(WHAT YOU ARE ASKED TO DO):
Nothing but the data, repeated exactly, belongs in the answer.

(MATERIAL PROVIDED):
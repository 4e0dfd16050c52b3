//! Test and helper mocks for loadnode_core.

use std::collections::VecDeque;
use std::time::Duration;

use loadnode_traits::{BoxError, ForceSource, SerialLink};

/// A source that always times out; useful to exercise the sensor error path.
pub struct NoopSource;

impl ForceSource for NoopSource {
    fn tare(&mut self) -> Result<(), BoxError> {
        Ok(())
    }
    fn read_force(&mut self, _timeout: Duration) -> Result<f32, BoxError> {
        Err(Box::new(std::io::Error::new(
            std::io::ErrorKind::TimedOut,
            "noop source timeout",
        )))
    }
    fn set_conversion_factor(&mut self, _factor: f32) {}
    fn conversion_factor(&self) -> f32 {
        1.0
    }
}

/// Source that replays a fixed sequence of forces, then repeats the last one.
///
/// Values are returned as-is; the factor is only recorded.
#[derive(Debug, Default)]
pub struct ScriptedSource {
    seq: Vec<f32>,
    idx: usize,
    factor: f32,
    pub tares: usize,
}

impl ScriptedSource {
    pub fn new(seq: impl Into<Vec<f32>>) -> Self {
        Self {
            seq: seq.into(),
            idx: 0,
            factor: 1.0,
            tares: 0,
        }
    }
}

impl ForceSource for ScriptedSource {
    fn tare(&mut self) -> Result<(), BoxError> {
        self.tares += 1;
        Ok(())
    }
    fn read_force(&mut self, _timeout: Duration) -> Result<f32, BoxError> {
        let v = if self.idx < self.seq.len() {
            let x = self.seq[self.idx];
            self.idx += 1;
            x
        } else {
            self.seq.last().copied().unwrap_or(0.0)
        };
        Ok(v)
    }
    fn set_conversion_factor(&mut self, factor: f32) {
        self.factor = factor;
    }
    fn conversion_factor(&self) -> f32 {
        self.factor
    }
}

/// In-memory serial link: queued inbound bytes, captured outbound lines.
#[derive(Debug, Default)]
pub struct ScriptedLink {
    inbound: VecDeque<u8>,
    pub lines: Vec<String>,
}

impl ScriptedLink {
    pub fn new() -> Self {
        Self::default()
    }

    /// Queue bytes as if the host had sent them.
    pub fn send(&mut self, bytes: &str) {
        self.inbound.extend(bytes.bytes());
    }

    pub fn pending(&self) -> usize {
        self.inbound.len()
    }
}

impl SerialLink for ScriptedLink {
    fn poll_byte(&mut self) -> Result<Option<u8>, BoxError> {
        Ok(self.inbound.pop_front())
    }
    fn write_line(&mut self, line: &str) -> Result<(), BoxError> {
        self.lines.push(line.to_string());
        Ok(())
    }
}
use std::time::Duration;

use rppal::gpio::{Gpio, InputPin, OutputPin};
use tracing::trace;

use crate::error::{HwError, Result};
use crate::util::wait_until_low_with_timeout;

/// Bit-banged HX711 24-bit ADC.
pub struct Hx711 {
    dt: InputPin,
    sck: OutputPin,
    /// Extra pulses after the 24 data bits; selects channel and gain of the
    /// next conversion (1 = A/128, 2 = B/32, 3 = A/64).
    gain_pulses: u8,
}

impl Hx711 {
    pub fn new(dt: InputPin, mut sck: OutputPin, gain_pulses: u8) -> Self {
        // SCK held high for >60us powers the chip down
        sck.set_low();
        Self {
            dt,
            sck,
            gain_pulses,
        }
    }

    /// Claim the BCM pins through the GPIO character device.
    pub fn from_pins(dt_pin: u8, sck_pin: u8, gain_pulses: u8) -> Result<Self> {
        let gpio = Gpio::new().map_err(|e| HwError::Gpio(e.to_string()))?;
        let dt = gpio
            .get(dt_pin)
            .map_err(|e| HwError::Gpio(format!("dt pin {dt_pin}: {e}")))?
            .into_input();
        let sck = gpio
            .get(sck_pin)
            .map_err(|e| HwError::Gpio(format!("sck pin {sck_pin}: {e}")))?
            .into_output();
        Ok(Self::new(dt, sck, gain_pulses))
    }

    pub fn read_with_timeout(&mut self, timeout: Duration) -> Result<i32> {
        let dt = &self.dt;
        wait_until_low_with_timeout(|| dt.is_high(), timeout, Duration::from_micros(200))?;

        let mut value: i32 = 0;
        for _ in 0..24 {
            self.sck.set_high();
            std::hint::spin_loop();
            value = (value << 1) | i32::from(self.dt.is_high());
            self.sck.set_low();
            std::hint::spin_loop();
        }

        for _ in 0..self.gain_pulses {
            self.sck.set_high();
            std::hint::spin_loop();
            self.sck.set_low();
            std::hint::spin_loop();
        }

        // two's complement, 24 -> 32 bits
        if (value & 0x80_0000) != 0 {
            value |= !0xFF_FFFF;
        }
        trace!(raw = value, "hx711 raw read");
        Ok(value)
    }
}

(ANSWER TO THE EXERCISE):
repository 4e0dfd16050c52b3
//! Test and helper mocks for loadnode_core.

use std::collections::VecDeque;
use std::time::Duration;

use loadnode_traits::{BoxError, ForceSource, SerialLink};

/// A source that always times out; useful to exercise the sensor error path.
pub struct NoopSource;

impl ForceSource for NoopSource {
    fn tare(&mut self) -> Result<(), BoxError> {
        Ok(())
    }
    fn read_force(&mut self, _timeout: Duration) -> Result<f32, BoxError> {
        Err(Box::new(std::io::Error::new(
            std::io::ErrorKind::TimedOut,
            "noop source timeout",
        )))
    }
    fn set_conversion_factor(&mut self, _factor: f32) {}
    fn conversion_factor(&self) -> f32 {
        1.0
    }
}

/// Source that replays a fixed sequence of forces, then repeats the last one.
///
/// Values are returned as-is; the factor is only recorded.
#[derive(Debug, Default)]
pub struct ScriptedSource {
    seq: Vec<f32>,
    idx: usize,
    factor: f32,
    pub tares: usize,
}

impl ScriptedSource {
    pub fn new(seq: impl Into<Vec<f32>>) -> Self {
        Self {
            seq: seq.into(),
            idx: 0,
            factor: 1.0,
            tares: 0,
        }
    }
}

impl ForceSource for ScriptedSource {
    fn tare(&mut self) -> Result<(), BoxError> {
        self.tares += 1;
        Ok(())
    }
    fn read_force(&mut self, _timeout: Duration) -> Result<f32, BoxError> {
        let v = if self.idx < self.seq.len() {
            let x = self.seq[self.idx];
            self.idx += 1;
            x
        } else {
            self.seq.last().copied().unwrap_or(0.0)
        };
        Ok(v)
    }
    fn set_conversion_factor(&mut self, factor: f32) {
        self.factor = factor;
    }
    fn conversion_factor(&self) -> f32 {
        self.factor
    }
}

/// In-memory serial link: queued inbound bytes, captured outbound lines.
#[derive(Debug, Default)]
pub struct ScriptedLink {
    inbound: VecDeque<u8>,
    pub lines: Vec<String>,
}

impl ScriptedLink {
    pub fn new() -> Self {
        Self::default()
    }

    /// Queue bytes as if the host had sent them.
    pub fn send(&mut self, bytes: &str) {
        self.inbound.extend(bytes.bytes());
    }

    pub fn pending(&self) -> usize {
        self.inbound.len()
    }
}

impl SerialLink for ScriptedLink {
    fn poll_byte(&mut self) -> Result<Option<u8>, BoxError> {
        Ok(self.inbound.pop_front())
    }
    fn write_line(&mut self, line: &str) -> Result<(), BoxError> {
        self.lines.push(line.to_string());
        Ok(())
    }
}
use std::time::Duration;

use rppal::gpio::{Gpio, InputPin, OutputPin};
use tracing::trace;

use crate::error::{HwError, Result};
use crate::util::wait_until_low_with_timeout;

/// Bit-banged HX711 24-bit ADC.
pub struct Hx711 {
    dt: InputPin,
    sck: OutputPin,
    /// Extra pulses after the 24 data bits; selects channel and gain of the
    /// next conversion (1 = A/128, 2 = B/32, 3 = A/64).
    gain_pulses: u8,
}

impl Hx711 {
    pub fn new(dt: InputPin, mut sck: OutputPin, gain_pulses: u8) -> Self {
        // SCK held high for >60us powers the chip down
        sck.set_low();
        Self {
            dt,
            sck,
            gain_pulses,
        }
    }

    /// Claim the BCM pins through the GPIO character device.
    pub fn from_pins(dt_pin: u8, sck_pin: u8, gain_pulses: u8) -> Result<Self> {
        let gpio = Gpio::new().map_err(|e| HwError::Gpio(e.to_string()))?;
        let dt = gpio
            .get(dt_pin)
            .map_err(|e| HwError::Gpio(format!("dt pin {dt_pin}: {e}")))?
            .into_input();
        let sck = gpio
            .get(sck_pin)
            .map_err(|e| HwError::Gpio(format!("sck pin {sck_pin}: {e}")))?
            .into_output();
        Ok(Self::new(dt, sck, gain_pulses))
    }

    pub fn read_with_timeout(&mut self, timeout: Duration) -> Result<i32> {
        let dt = &self.dt;
        wait_until_low_with_timeout(|| dt.is_high(), timeout, Duration::from_micros(200))?;

        let mut value: i32 = 0;
        for _ in 0..24 {
            self.sck.set_high();
            std::hint::spin_loop();
            value = (value << 1) | i32::from(self.dt.is_high());
            self.sck.set_low();
            std::hint::spin_loop();
        }

        for _ in 0..self.gain_pulses {
            self.sck.set_high();
            std::hint::spin_loop();
            self.sck.set_low();
            std::hint::spin_loop();
        }

        // two's complement, 24 -> 32 bits
        if (value & 0x80_0000) != 0 {
            value |= !0xFF_FFFF;
        }
        trace!(raw = value, "hx711 raw read");
        Ok(value)
    }
}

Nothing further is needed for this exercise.